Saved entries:
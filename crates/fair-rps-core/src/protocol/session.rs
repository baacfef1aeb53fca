//! One round against the computer, from move set to reveal.
//!
//! The round is a chain of owned values: a [`GameSession`] commits and becomes
//! a [`PendingRound`], which is resolved exactly once into a [`RoundEnd`].
//! Only the revealed [`RoundResult`] can hand out the secret key or the
//! computer's move.

use super::selection::{parse_selection, SelectionError};
use super::types::{Phase, SessionError, SessionId};
use crate::crypto::{Commitment, CryptoProvider, Secret};
use crate::games::{evaluate, MoveIndex, MoveSet, Outcome};
use serde::{Serialize, Serializer};
use std::fmt;
use tracing::{debug, info, warn};

/// A session with a validated move set, before anything random is drawn.
///
/// Not `Clone`: one session id commits exactly once. Start another session
/// from a cloned `MoveSet` instead.
///
/// ```compile_fail
/// use fair_rps_core::GameSession;
///
/// let session = GameSession::from_names(["Rock", "Paper", "Scissors"]).unwrap();
/// let twin = session.clone();
/// ```
#[derive(Debug)]
pub struct GameSession {
    id: SessionId,
    moves: MoveSet,
    phase: Phase,
}

impl GameSession {
    /// Start a session over an already validated move set
    pub fn new(moves: MoveSet) -> Self {
        let id = SessionId::new();
        debug!(session = %id, moves = moves.len(), "move set validated");
        Self {
            id,
            moves,
            phase: Phase::MoveSetValidated,
        }
    }

    /// Validate raw move names and start a session
    pub fn from_names<I, S>(names: I) -> Result<Self, SessionError>
    where
        I: IntoIterator<Item = S>,
        S: Into<String>,
    {
        Phase::Idle.advance(Phase::MoveSetValidated)?;
        let moves = MoveSet::new(names).inspect_err(|err| {
            warn!(error = %err, "rejected move set");
        })?;
        Ok(Self::new(moves))
    }

    pub fn id(&self) -> SessionId {
        self.id
    }

    pub fn move_set(&self) -> &MoveSet {
        &self.moves
    }

    pub fn phase(&self) -> Phase {
        self.phase
    }

    /// Draw the secret, then the computer's move, and publish the commitment.
    ///
    /// On an entropy failure nothing is returned, so no commitment is ever
    /// published for a round that could not be completed.
    pub fn commit<P: CryptoProvider + ?Sized>(
        self,
        provider: &mut P,
    ) -> Result<PendingRound, SessionError> {
        let GameSession { id, moves, phase } = self;

        let secret = Secret::generate(provider).inspect_err(|err| {
            warn!(session = %id, error = %err, "could not generate secret");
        })?;
        let phase = phase.advance(Phase::SecretGenerated)?;

        let opponent = provider
            .random_index(moves.len())
            .map(MoveIndex::from_raw)
            .inspect_err(|err| {
                warn!(session = %id, error = %err, "could not draw computer move");
            })?;
        let commitment = Commitment::compute(&*provider, &secret, moves.name(opponent));
        let phase = phase.advance(Phase::Committed)?;
        info!(session = %id, commitment = %commitment, "commitment published");

        let phase = phase.advance(Phase::AwaitingPlayerMove)?;
        Ok(PendingRound {
            id,
            moves,
            phase,
            secret,
            opponent,
            commitment,
        })
    }
}

/// Round waiting on the player's move.
///
/// Holds the secret and the computer's move but exposes neither.
/// [`PendingRound::resolve`], `play` and `abandon` all consume the round.
pub struct PendingRound {
    id: SessionId,
    moves: MoveSet,
    phase: Phase,
    secret: Secret,
    opponent: MoveIndex,
    commitment: Commitment,
}

impl PendingRound {
    pub fn id(&self) -> SessionId {
        self.id
    }

    pub fn move_set(&self) -> &MoveSet {
        &self.moves
    }

    pub fn phase(&self) -> Phase {
        self.phase
    }

    /// The published commitment
    pub fn commitment(&self) -> Commitment {
        self.commitment
    }

    /// Resume the round with the player's raw selection token
    pub fn resolve(self, input: &str) -> Result<RoundEnd, SessionError> {
        match parse_selection(&self.moves, input) {
            Ok(choice) => self.play(choice).map(RoundEnd::Revealed),
            Err(reason) => self.abandon(reason).map(RoundEnd::Abandoned),
        }
    }

    /// Score the player's move and reveal the secret.
    ///
    /// `choice` must come from this round's move set; an index past its end
    /// is rejected and the round is dropped without a reveal.
    pub fn play(self, choice: MoveIndex) -> Result<RoundResult, SessionError> {
        if choice.get() >= self.moves.len() {
            warn!(session = %self.id, index = choice.get(), "move index outside this round's move set");
            return Err(SessionError::ForeignMove {
                index: choice.get(),
                moves: self.moves.len(),
            });
        }

        let PendingRound {
            id,
            moves,
            phase,
            secret,
            opponent,
            commitment,
        } = self;

        let outcome = evaluate(&moves, choice, opponent);
        let phase = phase.advance(Phase::Evaluated)?;
        debug!(session = %id, outcome = %outcome, "round evaluated");

        phase.advance(Phase::Revealed)?;
        info!(
            session = %id,
            player = moves.name(choice),
            computer = moves.name(opponent),
            outcome = %outcome,
            "secret revealed"
        );

        Ok(RoundResult {
            session_id: id,
            player_move: moves.name(choice).to_string(),
            computer_move: moves.name(opponent).to_string(),
            outcome,
            commitment,
            secret,
        })
    }

    /// End the round without evaluating or revealing
    pub fn abandon(self, reason: SelectionError) -> Result<RoundAbandoned, SessionError> {
        self.phase.advance(Phase::Abandoned)?;
        info!(session = %self.id, reason = %reason, "round abandoned, secret discarded");

        Ok(RoundAbandoned {
            session_id: self.id,
            commitment: self.commitment,
            reason,
        })
    }
}

impl fmt::Debug for PendingRound {
    fn fmt(&self, f: &mut fmt::Formatter<'_>) -> fmt::Result {
        f.debug_struct("PendingRound")
            .field("id", &self.id)
            .field("moves", &self.moves)
            .field("phase", &self.phase)
            .field("commitment", &self.commitment)
            .finish_non_exhaustive()
    }
}

/// How a pending round ended
#[derive(Debug)]
pub enum RoundEnd {
    Revealed(RoundResult),
    Abandoned(RoundAbandoned),
}

/// Completed round with the proof disclosed
#[derive(Clone, Debug, Serialize)]
pub struct RoundResult {
    session_id: SessionId,
    player_move: String,
    computer_move: String,
    outcome: Outcome,
    commitment: Commitment,
    #[serde(rename = "key", serialize_with = "serialize_secret")]
    secret: Secret,
}

impl RoundResult {
    pub fn session_id(&self) -> SessionId {
        self.session_id
    }

    pub fn player_move(&self) -> &str {
        &self.player_move
    }

    pub fn computer_move(&self) -> &str {
        &self.computer_move
    }

    pub fn outcome(&self) -> Outcome {
        self.outcome
    }

    /// The commitment published before the player chose
    pub fn commitment(&self) -> Commitment {
        self.commitment
    }

    /// The revealed HMAC key
    pub fn secret(&self) -> &Secret {
        &self.secret
    }

    /// Recompute the commitment from the revealed key and computer move
    pub fn verify<P: CryptoProvider + ?Sized>(&self, provider: &P) -> bool {
        self.commitment
            .verify(provider, &self.secret, &self.computer_move)
    }
}

fn serialize_secret<S: Serializer>(secret: &Secret, s: S) -> Result<S::Ok, S::Error> {
    secret.to_hex().serialize(s)
}

/// Round ended by exit or malformed input; the secret was dropped unrevealed
#[derive(Clone, Debug, Serialize)]
pub struct RoundAbandoned {
    session_id: SessionId,
    commitment: Commitment,
    reason: SelectionError,
}

impl RoundAbandoned {
    pub fn session_id(&self) -> SessionId {
        self.session_id
    }

    pub fn commitment(&self) -> Commitment {
        self.commitment
    }

    pub fn reason(&self) -> &SelectionError {
        &self.reason
    }

    /// Did the player ask to exit, as opposed to typing something invalid?
    pub fn is_exit(&self) -> bool {
        self.reason == SelectionError::Exit
    }
}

* What you will do:
What you give back must match the records word for word.

* Solution below:
filename crates/fair-rps-core/src/protocol/session.rs
repository baacfef1aeb53fca
//! One round against the computer, from move set to reveal.
//!
//! The round is a chain of owned values: a [`GameSession`] commits and becomes
//! a [`PendingRound`], which is resolved exactly once into a [`RoundEnd`].
//! Only the revealed [`RoundResult`] can hand out the secret key or the
//! computer's move.

use super::selection::{parse_selection, SelectionError};
use super::types::{Phase, SessionError, SessionId};
use crate::crypto::{Commitment, CryptoProvider, Secret};
use crate::games::{evaluate, MoveIndex, MoveSet, Outcome};
use serde::{Serialize, Serializer};
use std::fmt;
use tracing::{debug, info, warn};

/// A session with a validated move set, before anything random is drawn.
///
/// Not `Clone`: one session id commits exactly once. Start another session
/// from a cloned `MoveSet` instead.
///
/// ```compile_fail
/// use fair_rps_core::GameSession;
///
/// let session = GameSession::from_names(["Rock", "Paper", "Scissors"]).unwrap();
/// let twin = session.clone();
/// ```
#[derive(Debug)]
pub struct GameSession {
    id: SessionId,
    moves: MoveSet,
    phase: Phase,
}

impl GameSession {
    /// Start a session over an already validated move set
    pub fn new(moves: MoveSet) -> Self {
        let id = SessionId::new();
        debug!(session = %id, moves = moves.len(), "move set validated");
        Self {
            id,
            moves,
            phase: Phase::MoveSetValidated,
        }
    }

    /// Validate raw move names and start a session
    pub fn from_names<I, S>(names: I) -> Result<Self, SessionError>
    where
        I: IntoIterator<Item = S>,
        S: Into<String>,
    {
        Phase::Idle.advance(Phase::MoveSetValidated)?;
        let moves = MoveSet::new(names).inspect_err(|err| {
            warn!(error = %err, "rejected move set");
        })?;
        Ok(Self::new(moves))
    }

    pub fn id(&self) -> SessionId {
        self.id
    }

    pub fn move_set(&self) -> &MoveSet {
        &self.moves
    }

    pub fn phase(&self) -> Phase {
        self.phase
    }

    /// Draw the secret, then the computer's move, and publish the commitment.
    ///
    /// On an entropy failure nothing is returned, so no commitment is ever
    /// published for a round that could not be completed.
    pub fn commit<P: CryptoProvider + ?Sized>(
        self,
        provider: &mut P,
    ) -> Result<PendingRound, SessionError> {
        let GameSession { id, moves, phase } = self;

        let secret = Secret::generate(provider).inspect_err(|err| {
            warn!(session = %id, error = %err, "could not generate secret");
        })?;
        let phase = phase.advance(Phase::SecretGenerated)?;

        let opponent = provider
            .random_index(moves.len())
            .map(MoveIndex::from_raw)
            .inspect_err(|err| {
                warn!(session = %id, error = %err, "could not draw computer move");
            })?;
        let commitment = Commitment::compute(&*provider, &secret, moves.name(opponent));
        let phase = phase.advance(Phase::Committed)?;
        info!(session = %id, commitment = %commitment, "commitment published");

        let phase = phase.advance(Phase::AwaitingPlayerMove)?;
        Ok(PendingRound {
            id,
            moves,
            phase,
            secret,
            opponent,
            commitment,
        })
    }
}

/// Round waiting on the player's move.
///
/// Holds the secret and the computer's move but exposes neither.
/// [`PendingRound::resolve`], `play` and `abandon` all consume the round.
pub struct PendingRound {
    id: SessionId,
    moves: MoveSet,
    phase: Phase,
    secret: Secret,
    opponent: MoveIndex,
    commitment: Commitment,
}

impl PendingRound {
    pub fn id(&self) -> SessionId {
        self.id
    }

    pub fn move_set(&self) -> &MoveSet {
        &self.moves
    }

    pub fn phase(&self) -> Phase {
        self.phase
    }

    /// The published commitment
    pub fn commitment(&self) -> Commitment {
        self.commitment
    }

    /// Resume the round with the player's raw selection token
    pub fn resolve(self, input: &str) -> Result<RoundEnd, SessionError> {
        match parse_selection(&self.moves, input) {
            Ok(choice) => self.play(choice).map(RoundEnd::Revealed),
            Err(reason) => self.abandon(reason).map(RoundEnd::Abandoned),
        }
    }

    /// Score the player's move and reveal the secret.
    ///
    /// `choice` must come from this round's move set; an index past its end
    /// is rejected and the round is dropped without a reveal.
    pub fn play(self, choice: MoveIndex) -> Result<RoundResult, SessionError> {
        if choice.get() >= self.moves.len() {
            warn!(session = %self.id, index = choice.get(), "move index outside this round's move set");
            return Err(SessionError::ForeignMove {
                index: choice.get(),
                moves: self.moves.len(),
            });
        }

        let PendingRound {
            id,
            moves,
            phase,
            secret,
            opponent,
            commitment,
        } = self;

        let outcome = evaluate(&moves, choice, opponent);
        let phase = phase.advance(Phase::Evaluated)?;
        debug!(session = %id, outcome = %outcome, "round evaluated");

        phase.advance(Phase::Revealed)?;
        info!(
            session = %id,
            player = moves.name(choice),
            computer = moves.name(opponent),
            outcome = %outcome,
            "secret revealed"
        );

        Ok(RoundResult {
            session_id: id,
            player_move: moves.name(choice).to_string(),
            computer_move: moves.name(opponent).to_string(),
            outcome,
            commitment,
            secret,
        })
    }

    /// End the round without evaluating or revealing
    pub fn abandon(self, reason: SelectionError) -> Result<RoundAbandoned, SessionError> {
        self.phase.advance(Phase::Abandoned)?;
        info!(session = %self.id, reason = %reason, "round abandoned, secret discarded");

        Ok(RoundAbandoned {
            session_id: self.id,
            commitment: self.commitment,
            reason,
        })
    }
}

impl fmt::Debug for PendingRound {
    fn fmt(&self, f: &mut fmt::Formatter<'_>) -> fmt::Result {
        f.debug_struct("PendingRound")
            .field("id", &self.id)
            .field("moves", &self.moves)
            .field("phase", &self.phase)
            .field("commitment", &self.commitment)
            .finish_non_exhaustive()
    }
}

/// How a pending round ended
#[derive(Debug)]
pub enum RoundEnd {
    Revealed(RoundResult),
    Abandoned(RoundAbandoned),
}

/// Completed round with the proof disclosed
#[derive(Clone, Debug, Serialize)]
pub struct RoundResult {
    session_id: SessionId,
    player_move: String,
    computer_move: String,
    outcome: Outcome,
    commitment: Commitment,
    #[serde(rename = "key", serialize_with = "serialize_secret")]
    secret: Secret,
}

impl RoundResult {
    pub fn session_id(&self) -> SessionId {
        self.session_id
    }

    pub fn player_move(&self) -> &str {
        &self.player_move
    }

    pub fn computer_move(&self) -> &str {
        &self.computer_move
    }

    pub fn outcome(&self) -> Outcome {
        self.outcome
    }

    /// The commitment published before the player chose
    pub fn commitment(&self) -> Commitment {
        self.commitment
    }

    /// The revealed HMAC key
    pub fn secret(&self) -> &Secret {
        &self.secret
    }

    /// Recompute the commitment from the revealed key and computer move
    pub fn verify<P: CryptoProvider + ?Sized>(&self, provider: &P) -> bool {
        self.commitment
            .verify(provider, &self.secret, &self.computer_move)
    }
}

fn serialize_secret<S: Serializer>(secret: &Secret, s: S) -> Result<S::Ok, S::Error> {
    secret.to_hex().serialize(s)
}

/// Round ended by exit or malformed input; the secret was dropped unrevealed
#[derive(Clone, Debug, Serialize)]
pub struct RoundAbandoned {
    session_id: SessionId,
    commitment: Commitment,
    reason: SelectionError,
}

impl RoundAbandoned {
    pub fn session_id(&self) -> SessionId {
        self.session_id
    }

    pub fn commitment(&self) -> Commitment {
        self.commitment
    }

    pub fn reason(&self) -> &SelectionError {
        &self.reason
    }

    /// Did the player ask to exit, as opposed to typing something invalid?
    pub fn is_exit(&self) -> bool {
        self.reason == SelectionError::Exit
    }
}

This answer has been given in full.